The data:
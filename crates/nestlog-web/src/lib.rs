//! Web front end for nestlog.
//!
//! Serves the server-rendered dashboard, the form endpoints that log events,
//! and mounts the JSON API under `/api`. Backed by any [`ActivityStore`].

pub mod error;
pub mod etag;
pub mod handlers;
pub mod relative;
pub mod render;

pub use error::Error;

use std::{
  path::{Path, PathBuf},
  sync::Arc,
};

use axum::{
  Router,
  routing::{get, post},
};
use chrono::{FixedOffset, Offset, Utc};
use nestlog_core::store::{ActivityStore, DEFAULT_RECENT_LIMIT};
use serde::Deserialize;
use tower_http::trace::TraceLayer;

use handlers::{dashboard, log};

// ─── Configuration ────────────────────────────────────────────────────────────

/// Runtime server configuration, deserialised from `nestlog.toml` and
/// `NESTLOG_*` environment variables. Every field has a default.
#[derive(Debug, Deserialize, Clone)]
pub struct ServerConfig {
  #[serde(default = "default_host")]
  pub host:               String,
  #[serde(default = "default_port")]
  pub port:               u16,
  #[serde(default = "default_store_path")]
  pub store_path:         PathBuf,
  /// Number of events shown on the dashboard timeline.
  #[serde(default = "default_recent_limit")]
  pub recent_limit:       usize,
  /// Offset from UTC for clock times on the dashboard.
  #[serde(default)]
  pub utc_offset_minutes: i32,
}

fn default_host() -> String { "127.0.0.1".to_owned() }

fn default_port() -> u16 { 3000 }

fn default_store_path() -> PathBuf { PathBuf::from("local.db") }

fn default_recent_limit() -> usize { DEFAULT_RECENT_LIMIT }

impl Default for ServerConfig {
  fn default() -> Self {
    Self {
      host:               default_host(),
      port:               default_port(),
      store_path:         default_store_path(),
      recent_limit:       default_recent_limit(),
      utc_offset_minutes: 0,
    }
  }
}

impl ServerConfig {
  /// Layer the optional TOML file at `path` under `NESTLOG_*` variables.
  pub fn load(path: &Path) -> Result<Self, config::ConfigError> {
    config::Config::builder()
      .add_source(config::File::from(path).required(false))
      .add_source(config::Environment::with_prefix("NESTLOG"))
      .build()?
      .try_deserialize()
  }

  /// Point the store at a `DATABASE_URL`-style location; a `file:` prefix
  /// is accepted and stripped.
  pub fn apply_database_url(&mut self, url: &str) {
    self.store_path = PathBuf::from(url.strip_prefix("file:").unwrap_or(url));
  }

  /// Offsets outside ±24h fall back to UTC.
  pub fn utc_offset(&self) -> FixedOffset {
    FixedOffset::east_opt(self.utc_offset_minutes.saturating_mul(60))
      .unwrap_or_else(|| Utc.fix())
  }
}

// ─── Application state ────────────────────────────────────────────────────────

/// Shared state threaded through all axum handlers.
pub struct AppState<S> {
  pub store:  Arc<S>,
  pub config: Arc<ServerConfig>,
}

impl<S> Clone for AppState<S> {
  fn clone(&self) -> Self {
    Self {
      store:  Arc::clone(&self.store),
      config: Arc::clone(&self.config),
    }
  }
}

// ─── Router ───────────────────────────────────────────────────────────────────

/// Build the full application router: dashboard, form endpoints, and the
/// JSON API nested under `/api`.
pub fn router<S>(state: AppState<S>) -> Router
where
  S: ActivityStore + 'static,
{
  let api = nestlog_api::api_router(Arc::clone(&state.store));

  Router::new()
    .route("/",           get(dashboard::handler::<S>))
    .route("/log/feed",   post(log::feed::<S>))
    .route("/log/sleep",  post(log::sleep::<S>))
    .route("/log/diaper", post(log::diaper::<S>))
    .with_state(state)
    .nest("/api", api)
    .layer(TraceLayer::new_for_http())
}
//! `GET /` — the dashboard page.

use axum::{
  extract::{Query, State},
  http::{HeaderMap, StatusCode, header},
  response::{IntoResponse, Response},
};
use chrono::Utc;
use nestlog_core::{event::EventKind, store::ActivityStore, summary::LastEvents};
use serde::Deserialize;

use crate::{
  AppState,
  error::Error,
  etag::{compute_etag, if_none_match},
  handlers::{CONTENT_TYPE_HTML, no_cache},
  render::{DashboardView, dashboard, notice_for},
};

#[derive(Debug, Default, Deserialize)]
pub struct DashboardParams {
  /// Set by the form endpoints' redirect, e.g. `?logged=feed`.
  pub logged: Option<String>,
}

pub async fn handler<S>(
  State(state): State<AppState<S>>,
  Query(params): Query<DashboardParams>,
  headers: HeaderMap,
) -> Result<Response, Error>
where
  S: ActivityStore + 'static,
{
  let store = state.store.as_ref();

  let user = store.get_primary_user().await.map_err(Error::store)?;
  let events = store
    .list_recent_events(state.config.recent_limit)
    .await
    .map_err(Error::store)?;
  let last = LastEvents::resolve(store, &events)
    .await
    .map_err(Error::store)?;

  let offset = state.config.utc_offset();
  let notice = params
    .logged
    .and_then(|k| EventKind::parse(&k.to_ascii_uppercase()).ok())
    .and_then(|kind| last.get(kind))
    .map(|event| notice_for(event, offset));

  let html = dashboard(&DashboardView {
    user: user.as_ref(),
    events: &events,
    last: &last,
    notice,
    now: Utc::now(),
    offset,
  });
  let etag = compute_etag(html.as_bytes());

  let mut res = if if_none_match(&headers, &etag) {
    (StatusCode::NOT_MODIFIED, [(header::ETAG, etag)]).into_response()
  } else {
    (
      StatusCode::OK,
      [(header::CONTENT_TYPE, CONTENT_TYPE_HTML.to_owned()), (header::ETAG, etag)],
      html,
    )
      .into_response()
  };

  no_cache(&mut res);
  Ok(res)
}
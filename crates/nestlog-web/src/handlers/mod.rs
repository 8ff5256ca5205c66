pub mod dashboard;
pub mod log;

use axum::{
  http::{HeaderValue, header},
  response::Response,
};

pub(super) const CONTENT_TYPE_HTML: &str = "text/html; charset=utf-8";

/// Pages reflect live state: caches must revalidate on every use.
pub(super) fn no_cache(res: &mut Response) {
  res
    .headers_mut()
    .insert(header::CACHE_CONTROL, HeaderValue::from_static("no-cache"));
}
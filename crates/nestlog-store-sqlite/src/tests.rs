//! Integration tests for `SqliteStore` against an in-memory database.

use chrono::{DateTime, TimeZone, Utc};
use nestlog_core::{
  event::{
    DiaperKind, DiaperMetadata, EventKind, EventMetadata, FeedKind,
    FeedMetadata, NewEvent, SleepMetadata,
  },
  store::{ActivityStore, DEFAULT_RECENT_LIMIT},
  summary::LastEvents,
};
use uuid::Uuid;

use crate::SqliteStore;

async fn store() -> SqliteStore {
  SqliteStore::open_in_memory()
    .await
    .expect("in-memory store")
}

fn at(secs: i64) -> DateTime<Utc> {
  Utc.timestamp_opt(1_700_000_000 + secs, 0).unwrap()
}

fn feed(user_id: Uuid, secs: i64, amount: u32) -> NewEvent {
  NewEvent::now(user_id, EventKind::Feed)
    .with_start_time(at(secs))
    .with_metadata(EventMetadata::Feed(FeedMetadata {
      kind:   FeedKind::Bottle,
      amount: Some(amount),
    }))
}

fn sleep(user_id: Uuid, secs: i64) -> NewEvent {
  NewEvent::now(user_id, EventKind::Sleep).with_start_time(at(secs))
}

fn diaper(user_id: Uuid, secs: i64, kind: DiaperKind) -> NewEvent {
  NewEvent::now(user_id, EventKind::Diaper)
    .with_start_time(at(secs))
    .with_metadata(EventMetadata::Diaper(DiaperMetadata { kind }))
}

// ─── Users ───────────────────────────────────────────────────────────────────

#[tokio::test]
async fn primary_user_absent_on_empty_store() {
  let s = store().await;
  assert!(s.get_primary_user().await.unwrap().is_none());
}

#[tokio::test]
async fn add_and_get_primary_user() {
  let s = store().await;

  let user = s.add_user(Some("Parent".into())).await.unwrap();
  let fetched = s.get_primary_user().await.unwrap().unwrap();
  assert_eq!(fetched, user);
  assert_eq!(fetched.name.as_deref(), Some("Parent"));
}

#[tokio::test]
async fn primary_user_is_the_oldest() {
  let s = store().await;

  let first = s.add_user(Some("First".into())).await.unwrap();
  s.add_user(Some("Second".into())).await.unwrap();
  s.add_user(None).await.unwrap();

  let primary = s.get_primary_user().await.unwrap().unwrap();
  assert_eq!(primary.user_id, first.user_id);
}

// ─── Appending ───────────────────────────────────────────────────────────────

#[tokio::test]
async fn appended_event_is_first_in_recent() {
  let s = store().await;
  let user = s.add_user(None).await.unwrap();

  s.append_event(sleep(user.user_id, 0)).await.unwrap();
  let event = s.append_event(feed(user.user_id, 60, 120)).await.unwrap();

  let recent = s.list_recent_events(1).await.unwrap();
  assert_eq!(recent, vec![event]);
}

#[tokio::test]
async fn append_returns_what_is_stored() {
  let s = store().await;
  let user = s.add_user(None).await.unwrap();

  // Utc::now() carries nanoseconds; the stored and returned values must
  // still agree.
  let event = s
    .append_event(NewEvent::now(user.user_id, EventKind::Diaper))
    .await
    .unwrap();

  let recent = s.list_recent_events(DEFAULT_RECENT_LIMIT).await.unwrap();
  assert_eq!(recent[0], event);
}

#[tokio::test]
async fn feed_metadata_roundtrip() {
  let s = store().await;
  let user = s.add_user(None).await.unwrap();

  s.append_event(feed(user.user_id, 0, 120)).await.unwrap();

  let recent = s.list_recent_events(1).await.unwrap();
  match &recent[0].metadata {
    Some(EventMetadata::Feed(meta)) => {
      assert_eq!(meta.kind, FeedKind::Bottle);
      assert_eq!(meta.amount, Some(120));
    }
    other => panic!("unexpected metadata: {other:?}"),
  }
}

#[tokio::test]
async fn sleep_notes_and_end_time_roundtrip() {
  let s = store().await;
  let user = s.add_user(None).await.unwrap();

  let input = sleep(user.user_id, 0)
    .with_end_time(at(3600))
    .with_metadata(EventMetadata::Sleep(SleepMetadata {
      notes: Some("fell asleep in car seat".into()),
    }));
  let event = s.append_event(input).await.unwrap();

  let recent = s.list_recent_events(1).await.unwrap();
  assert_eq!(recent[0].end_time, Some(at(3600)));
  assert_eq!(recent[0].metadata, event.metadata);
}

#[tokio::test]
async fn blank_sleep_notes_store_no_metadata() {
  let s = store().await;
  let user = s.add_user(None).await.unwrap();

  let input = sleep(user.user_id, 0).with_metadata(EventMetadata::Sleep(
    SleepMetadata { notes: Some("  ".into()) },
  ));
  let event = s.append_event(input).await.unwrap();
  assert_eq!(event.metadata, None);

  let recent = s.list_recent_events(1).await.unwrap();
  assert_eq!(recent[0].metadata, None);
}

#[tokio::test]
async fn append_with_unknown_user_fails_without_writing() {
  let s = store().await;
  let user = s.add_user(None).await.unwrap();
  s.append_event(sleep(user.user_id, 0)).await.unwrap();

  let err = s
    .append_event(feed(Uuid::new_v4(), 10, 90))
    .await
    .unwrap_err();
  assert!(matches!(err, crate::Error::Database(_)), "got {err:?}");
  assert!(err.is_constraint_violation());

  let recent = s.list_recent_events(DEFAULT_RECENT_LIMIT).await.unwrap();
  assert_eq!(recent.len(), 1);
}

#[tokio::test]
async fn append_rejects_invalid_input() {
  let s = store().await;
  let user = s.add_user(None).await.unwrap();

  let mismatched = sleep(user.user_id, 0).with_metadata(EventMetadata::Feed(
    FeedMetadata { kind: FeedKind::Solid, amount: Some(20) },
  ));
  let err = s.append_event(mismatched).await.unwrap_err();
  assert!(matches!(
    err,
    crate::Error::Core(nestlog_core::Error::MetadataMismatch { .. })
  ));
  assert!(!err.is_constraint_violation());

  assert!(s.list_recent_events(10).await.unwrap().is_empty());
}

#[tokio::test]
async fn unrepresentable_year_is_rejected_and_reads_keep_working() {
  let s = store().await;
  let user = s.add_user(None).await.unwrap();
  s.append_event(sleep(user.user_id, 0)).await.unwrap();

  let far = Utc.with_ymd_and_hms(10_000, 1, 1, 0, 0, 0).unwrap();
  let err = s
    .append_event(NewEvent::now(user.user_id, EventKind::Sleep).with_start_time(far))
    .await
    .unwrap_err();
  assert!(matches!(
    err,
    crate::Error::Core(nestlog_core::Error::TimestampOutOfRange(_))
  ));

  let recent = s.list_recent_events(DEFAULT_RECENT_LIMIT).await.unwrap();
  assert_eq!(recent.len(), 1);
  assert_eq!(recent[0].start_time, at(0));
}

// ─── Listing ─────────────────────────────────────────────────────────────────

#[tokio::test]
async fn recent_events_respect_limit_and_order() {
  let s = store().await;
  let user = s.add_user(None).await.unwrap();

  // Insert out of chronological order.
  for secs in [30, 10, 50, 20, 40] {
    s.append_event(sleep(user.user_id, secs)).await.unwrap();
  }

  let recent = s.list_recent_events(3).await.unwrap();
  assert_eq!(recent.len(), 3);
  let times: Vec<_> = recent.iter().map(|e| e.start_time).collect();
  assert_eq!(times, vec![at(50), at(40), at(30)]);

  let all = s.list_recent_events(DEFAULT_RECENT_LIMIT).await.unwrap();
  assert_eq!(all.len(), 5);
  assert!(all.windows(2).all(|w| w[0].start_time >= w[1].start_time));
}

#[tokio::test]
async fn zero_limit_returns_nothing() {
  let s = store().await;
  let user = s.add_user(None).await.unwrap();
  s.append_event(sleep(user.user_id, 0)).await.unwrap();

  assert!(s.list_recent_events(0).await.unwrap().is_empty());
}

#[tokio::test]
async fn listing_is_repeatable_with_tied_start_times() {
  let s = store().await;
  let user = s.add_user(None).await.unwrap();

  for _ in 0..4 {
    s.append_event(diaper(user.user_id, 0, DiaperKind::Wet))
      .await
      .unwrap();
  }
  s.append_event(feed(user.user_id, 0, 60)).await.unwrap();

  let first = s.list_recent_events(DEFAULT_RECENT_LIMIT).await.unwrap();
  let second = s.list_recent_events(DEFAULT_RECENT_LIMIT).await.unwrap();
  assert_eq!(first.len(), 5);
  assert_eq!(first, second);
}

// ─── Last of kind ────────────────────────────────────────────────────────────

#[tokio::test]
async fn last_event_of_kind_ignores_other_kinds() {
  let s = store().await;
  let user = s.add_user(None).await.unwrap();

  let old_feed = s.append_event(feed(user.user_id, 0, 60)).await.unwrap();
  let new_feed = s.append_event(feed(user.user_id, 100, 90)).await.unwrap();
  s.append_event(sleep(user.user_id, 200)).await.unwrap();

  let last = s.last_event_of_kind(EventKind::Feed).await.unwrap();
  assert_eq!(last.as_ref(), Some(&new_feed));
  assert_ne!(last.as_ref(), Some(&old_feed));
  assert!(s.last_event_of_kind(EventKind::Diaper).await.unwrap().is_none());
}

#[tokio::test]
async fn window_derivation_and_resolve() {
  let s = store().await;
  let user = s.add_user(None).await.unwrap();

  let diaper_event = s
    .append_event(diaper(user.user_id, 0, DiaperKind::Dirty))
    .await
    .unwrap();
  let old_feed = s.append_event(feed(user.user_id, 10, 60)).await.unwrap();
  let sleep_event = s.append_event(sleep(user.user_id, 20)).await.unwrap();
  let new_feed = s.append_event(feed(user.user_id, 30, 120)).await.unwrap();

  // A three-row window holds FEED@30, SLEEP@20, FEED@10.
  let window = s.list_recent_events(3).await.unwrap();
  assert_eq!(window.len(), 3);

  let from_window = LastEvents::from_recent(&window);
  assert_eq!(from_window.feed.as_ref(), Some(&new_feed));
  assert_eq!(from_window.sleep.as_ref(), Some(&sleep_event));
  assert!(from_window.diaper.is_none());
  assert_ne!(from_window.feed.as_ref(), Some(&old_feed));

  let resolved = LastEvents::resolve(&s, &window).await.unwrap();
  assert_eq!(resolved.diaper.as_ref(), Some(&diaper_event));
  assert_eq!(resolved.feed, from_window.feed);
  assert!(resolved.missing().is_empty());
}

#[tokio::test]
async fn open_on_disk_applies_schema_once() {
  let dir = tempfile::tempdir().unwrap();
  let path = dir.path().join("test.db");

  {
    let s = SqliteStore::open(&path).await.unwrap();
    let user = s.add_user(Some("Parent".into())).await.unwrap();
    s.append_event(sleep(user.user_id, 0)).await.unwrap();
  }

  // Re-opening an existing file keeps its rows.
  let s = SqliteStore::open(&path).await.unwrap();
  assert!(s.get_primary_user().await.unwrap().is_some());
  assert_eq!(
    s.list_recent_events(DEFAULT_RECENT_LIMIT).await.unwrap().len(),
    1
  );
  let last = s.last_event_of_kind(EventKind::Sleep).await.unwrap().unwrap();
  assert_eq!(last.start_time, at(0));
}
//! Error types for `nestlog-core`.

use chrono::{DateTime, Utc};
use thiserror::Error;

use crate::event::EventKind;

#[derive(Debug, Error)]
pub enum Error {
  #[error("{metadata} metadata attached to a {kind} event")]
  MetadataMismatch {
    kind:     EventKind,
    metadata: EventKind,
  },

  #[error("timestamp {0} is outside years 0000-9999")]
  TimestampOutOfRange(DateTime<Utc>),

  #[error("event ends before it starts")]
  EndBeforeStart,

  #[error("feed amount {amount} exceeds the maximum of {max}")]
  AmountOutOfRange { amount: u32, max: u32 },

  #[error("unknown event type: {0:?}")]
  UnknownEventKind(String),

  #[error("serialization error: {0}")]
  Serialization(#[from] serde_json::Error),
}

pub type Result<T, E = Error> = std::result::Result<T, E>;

Work instruction: Report every line of the entries that carries the word "Debug".

Finished exercise:
#[derive(Debug, Deserialize, Clone)]
#[derive(Debug, Default, Deserialize)]
#[derive(Debug, Error)]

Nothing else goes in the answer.